Fentanyl Dealers Should Face Manslaughter Charges for Causing Fatal Overdoses
Offenders ought to pay the price for the 1,200 people who died from overdoses in B.C. last year
Society is quick to write off the drug users on Vancouver’s streets as expendable, or as junkies unworthy of our attention and the government’s cash. Even though media covers the province’s fentanyl crisis, the reports are so frequent that they often go unnoticed, and they don’t typically mention the people who supply the fentanyl.
British Columbia has announced that it is considering stricter punishments for dealers who knowingly sell fentanyl-laced narcotics.
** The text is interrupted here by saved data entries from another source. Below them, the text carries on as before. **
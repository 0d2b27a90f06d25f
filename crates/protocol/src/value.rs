//! Scalar values and result records.
//!
//! A [`SqlValue`] maps onto JSON as follows:
//!
//! | SQLite storage class | JSON                        |
//! |----------------------|-----------------------------|
//! | NULL                 | `null`                      |
//! | INTEGER              | integral number             |
//! | REAL                 | number with a fraction part |
//! | TEXT                 | string                      |
//! | BLOB                 | `{"$blob": "<base64>"}`     |

use std::fmt;

use base64::Engine;
use base64::engine::general_purpose::STANDARD;
use serde::de::{MapAccess, Visitor};
use serde::ser::SerializeMap;
use serde::{Deserialize, Deserializer, Serialize, Serializer};

/// A single scalar value bound to a statement or read from a cursor.
#[derive(Debug, Clone, PartialEq, Serialize, Deserialize)]
#[serde(try_from = "ValueRepr", into = "ValueRepr")]
pub enum SqlValue {
	Null,
	Integer(i64),
	Real(f64),
	Text(String),
	Blob(Vec<u8>),
}

impl SqlValue {
	pub fn is_null(&self) -> bool {
		matches!(self, SqlValue::Null)
	}

	pub fn as_i64(&self) -> Option<i64> {
		match self {
			SqlValue::Integer(i) => Some(*i),
			_ => None,
		}
	}

	pub fn as_f64(&self) -> Option<f64> {
		match self {
			SqlValue::Real(f) => Some(*f),
			SqlValue::Integer(i) => Some(*i as f64),
			_ => None,
		}
	}

	pub fn as_str(&self) -> Option<&str> {
		match self {
			SqlValue::Text(s) => Some(s),
			_ => None,
		}
	}

	pub fn as_bytes(&self) -> Option<&[u8]> {
		match self {
			SqlValue::Blob(b) => Some(b),
			_ => None,
		}
	}
}

impl From<i64> for SqlValue {
	fn from(value: i64) -> Self {
		SqlValue::Integer(value)
	}
}

impl From<f64> for SqlValue {
	fn from(value: f64) -> Self {
		SqlValue::Real(value)
	}
}

impl From<&str> for SqlValue {
	fn from(value: &str) -> Self {
		SqlValue::Text(value.to_string())
	}
}

impl From<String> for SqlValue {
	fn from(value: String) -> Self {
		SqlValue::Text(value)
	}
}

impl From<Vec<u8>> for SqlValue {
	fn from(value: Vec<u8>) -> Self {
		SqlValue::Blob(value)
	}
}

impl<T: Into<SqlValue>> From<Option<T>> for SqlValue {
	fn from(value: Option<T>) -> Self {
		value.map(Into::into).unwrap_or(SqlValue::Null)
	}
}

impl fmt::Display for SqlValue {
	fn fmt(&self, f: &mut fmt::Formatter<'_>) -> fmt::Result {
		match self {
			SqlValue::Null => write!(f, "NULL"),
			SqlValue::Integer(i) => write!(f, "{i}"),
			SqlValue::Real(r) => write!(f, "{r}"),
			SqlValue::Text(s) => write!(f, "{s}"),
			SqlValue::Blob(b) => write!(f, "<blob {} bytes>", b.len()),
		}
	}
}

/// JSON shape of a [`SqlValue`]. Integer is tried before Real so that
/// integral numbers keep their storage class. JSON has no infinities or NaN,
/// so non-finite reals travel as `{"$real": "inf" | "-inf" | "nan"}`.
#[derive(Clone, Serialize, Deserialize)]
#[serde(untagged)]
enum ValueRepr {
	Null(()),
	Integer(i64),
	Real(f64),
	Text(String),
	Blob {
		#[serde(rename = "$blob")]
		blob: String,
	},
	NonFinite {
		#[serde(rename = "$real")]
		real: String,
	},
}

impl TryFrom<ValueRepr> for SqlValue {
	type Error = String;

	fn try_from(repr: ValueRepr) -> Result<Self, Self::Error> {
		Ok(match repr {
			ValueRepr::Null(()) => SqlValue::Null,
			ValueRepr::Integer(i) => SqlValue::Integer(i),
			ValueRepr::Real(r) => SqlValue::Real(r),
			ValueRepr::Text(s) => SqlValue::Text(s),
			ValueRepr::Blob { blob } => SqlValue::Blob(
				STANDARD
					.decode(blob.as_bytes())
					.map_err(|e| format!("invalid base64 blob: {e}"))?,
			),
			ValueRepr::NonFinite { real } => SqlValue::Real(match real.as_str() {
				"inf" => f64::INFINITY,
				"-inf" => f64::NEG_INFINITY,
				"nan" => f64::NAN,
				other => return Err(format!("invalid non-finite real: {other}")),
			}),
		})
	}
}

impl From<SqlValue> for ValueRepr {
	fn from(value: SqlValue) -> Self {
		match value {
			SqlValue::Null => ValueRepr::Null(()),
			SqlValue::Integer(i) => ValueRepr::Integer(i),
			SqlValue::Real(r) if r.is_finite() => ValueRepr::Real(r),
			SqlValue::Real(r) => ValueRepr::NonFinite {
				real: if r.is_nan() {
					"nan"
				} else if r.is_sign_positive() {
					"inf"
				} else {
					"-inf"
				}
				.to_string(),
			},
			SqlValue::Text(s) => ValueRepr::Text(s),
			SqlValue::Blob(b) => ValueRepr::Blob {
				blob: STANDARD.encode(b),
			},
		}
	}
}

/// One column-tagged result row.
///
/// Columns keep the order reported by the statement metadata, both in memory
/// and on the wire (serialized as a JSON object whose keys appear in that
/// order).
#[derive(Debug, Clone, Default, PartialEq)]
pub struct Record {
	fields: Vec<(String, SqlValue)>,
}

impl Record {
	pub fn new() -> Self {
		Self::default()
	}

	/// Builds a record by zipping column names with one row of values.
	pub fn zip<I, V>(columns: &[String], values: I) -> Self
	where
		I: IntoIterator<Item = V>,
		V: Into<SqlValue>,
	{
		columns
			.iter()
			.cloned()
			.zip(values.into_iter().map(Into::into))
			.collect()
	}

	pub fn push(&mut self, column: impl Into<String>, value: impl Into<SqlValue>) {
		self.fields.push((column.into(), value.into()));
	}

	/// First value stored under `column`.
	pub fn get(&self, column: &str) -> Option<&SqlValue> {
		self.fields
			.iter()
			.find(|(name, _)| name == column)
			.map(|(_, value)| value)
	}

	pub fn columns(&self) -> impl Iterator<Item = &str> {
		self.fields.iter().map(|(name, _)| name.as_str())
	}

	pub fn values(&self) -> impl Iterator<Item = &SqlValue> {
		self.fields.iter().map(|(_, value)| value)
	}

	pub fn iter(&self) -> impl Iterator<Item = (&str, &SqlValue)> {
		self.fields.iter().map(|(name, value)| (name.as_str(), value))
	}

	pub fn len(&self) -> usize {
		self.fields.len()
	}

	pub fn is_empty(&self) -> bool {
		self.fields.is_empty()
	}
}

impl FromIterator<(String, SqlValue)> for Record {
	fn from_iter<T: IntoIterator<Item = (String, SqlValue)>>(iter: T) -> Self {
		Self {
			fields: iter.into_iter().collect(),
		}
	}
}

impl IntoIterator for Record {
	type Item = (String, SqlValue);
	type IntoIter = std::vec::IntoIter<(String, SqlValue)>;

	fn into_iter(self) -> Self::IntoIter {
		self.fields.into_iter()
	}
}

impl Serialize for Record {
	fn serialize<S: Serializer>(&self, serializer: S) -> Result<S::Ok, S::Error> {
		let mut map = serializer.serialize_map(Some(self.fields.len()))?;
		for (column, value) in &self.fields {
			map.serialize_entry(column, value)?;
		}
		map.end()
	}
}

impl<'de> Deserialize<'de> for Record {
	fn deserialize<D: Deserializer<'de>>(deserializer: D) -> Result<Self, D::Error> {
		struct RecordVisitor;

		impl<'de> Visitor<'de> for RecordVisitor {
			type Value = Record;

			fn expecting(&self, f: &mut fmt::Formatter<'_>) -> fmt::Result {
				f.write_str("an object of column values")
			}

			fn visit_map<A: MapAccess<'de>>(self, mut access: A) -> Result<Record, A::Error> {
				let mut fields = Vec::with_capacity(access.size_hint().unwrap_or(0));
				while let Some((column, value)) = access.next_entry::<String, SqlValue>()? {
					fields.push((column, value));
				}
				Ok(Record { fields })
			}
		}

		deserializer.deserialize_map(RecordVisitor)
	}
}

#[cfg(test)]
mod tests {
	use super::*;
	use serde_json::json;

	#[test]
	fn test_value_json_shapes() {
		assert_eq!(serde_json::to_value(SqlValue::Null).unwrap(), json!(null));
		assert_eq!(serde_json::to_value(SqlValue::Integer(7)).unwrap(), json!(7));
		assert_eq!(serde_json::to_value(SqlValue::Real(2.5)).unwrap(), json!(2.5));
		assert_eq!(
			serde_json::to_value(SqlValue::from("hi")).unwrap(),
			json!("hi")
		);
		assert_eq!(
			serde_json::to_value(SqlValue::Blob(b"abc".to_vec())).unwrap(),
			json!({"$blob": "YWJj"})
		);
	}

	#[test]
	fn test_integer_and_real_keep_storage_class() {
		let values: Vec<SqlValue> = serde_json::from_str("[1, 1.0, -3, 0.25]").unwrap();
		assert_eq!(
			values,
			vec![
				SqlValue::Integer(1),
				SqlValue::Real(1.0),
				SqlValue::Integer(-3),
				SqlValue::Real(0.25),
			]
		);
	}

	#[test]
	fn test_blob_survives_binary_content() {
		let bytes: Vec<u8> = (0..=255).collect();
		let json = serde_json::to_string(&SqlValue::Blob(bytes.clone())).unwrap();
		let back: SqlValue = serde_json::from_str(&json).unwrap();
		assert_eq!(back.as_bytes(), Some(bytes.as_slice()));
	}

	#[test]
	fn test_non_finite_reals_survive_the_wire() {
		assert_eq!(
			serde_json::to_value(SqlValue::Real(f64::INFINITY)).unwrap(),
			json!({"$real": "inf"})
		);
		for value in [f64::INFINITY, f64::NEG_INFINITY] {
			let json = serde_json::to_string(&SqlValue::Real(value)).unwrap();
			let back: SqlValue = serde_json::from_str(&json).unwrap();
			assert_eq!(back, SqlValue::Real(value));
		}

		let json = serde_json::to_string(&SqlValue::Real(f64::NAN)).unwrap();
		let back: SqlValue = serde_json::from_str(&json).unwrap();
		assert!(back.as_f64().is_some_and(f64::is_nan));

		assert!(serde_json::from_str::<SqlValue>(r#"{"$real": "huge"}"#).is_err());
	}

	#[test]
	fn test_invalid_blob_is_rejected() {
		let result = serde_json::from_str::<SqlValue>(r#"{"$blob": "!!not base64"}"#);
		assert!(result.is_err());
	}

	#[test]
	fn test_record_keeps_column_order_on_the_wire() {
		let record = Record::zip(
			&["zeta".to_string(), "alpha".to_string()],
			[SqlValue::Integer(1), SqlValue::from("a")],
		);
		let json = serde_json::to_string(&record).unwrap();
		assert_eq!(json, r#"{"zeta":1,"alpha":"a"}"#);

		let back: Record = serde_json::from_str(&json).unwrap();
		assert_eq!(back.columns().collect::<Vec<_>>(), vec!["zeta", "alpha"]);
		assert_eq!(back.get("alpha"), Some(&SqlValue::from("a")));
	}
}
By doing so, it follows in the steps of Alberta and Ontario, two provinces which, since October of last year, have been charging alleged fentanyl dealers with manslaughter, according to Global BC.
“We strongly believe that, if you’re dealing fentanyl, you’re dealing death,” said Solicitor General Mike Farnworth in the Global BC article.
Fentanyl is a synthetic opioid and painkiller which is often cut with other drugs (commonly cocaine, heroin, and methamphetamine), acting as a “buffer” between the various chemical components. It produces a more potent high for those taking what otherwise might be perceived as poor quality narcotics. By adding it to the product, its volume grows, increasing the amount of money that drug dealers can make by selling one supply.
Let me put it this way—according to the CBC, a dose of fentanyl the size of a grain of sand can kill you.
Vancouver has not faced a public health crisis on this scale since the HIV/AIDS epidemic. The province must put its foot down and address the crisis from more than a public health and harm reduction vantagepoint, it must see the act of supplying fentanyl to users as an attempt to end a life.
When a criminal shoots and murders a person in the Downtown Eastside, an investigation into the homicide is launched. But when an addict buys fentanyl-laced narcotics in a back alley and dies, most of the time the people responsible for lacing the drugs go unpunished.
For those drug users, it is a sad and lonely death—and I think their deaths warrant justice.
In both scenarios, a person was killed by the actions of another. Therefore, the sentence for knowingly dealing fentanyl should be one of manslaughter or murder.
Who are we to decide whose life has more merit—that of a wealthy young adult who overdosed during a party, or of an addict who died alone on the street in the middle of the pouring rain? We must treat each death as the tragedy that it is.
Opponents to this notion say that increasing the prison sentence for fentanyl dealers will not make a difference in slowing the epidemic, but how can they know for sure?
Maybe the threat of facing manslaughter or murder charges will be enough for dealers to reconsider the consequences of their actions. Until we put stiffer sentences in place for people who knowingly deal fentanyl-laced drugs, no one can be certain of whether doing so is a deterrent for that behaviour. It at least deserves to be tested out.
Fentanyl dealers show depraved indifference when it comes to ending the life of another human being. The criminal justice system should offer them the same amount of mercy.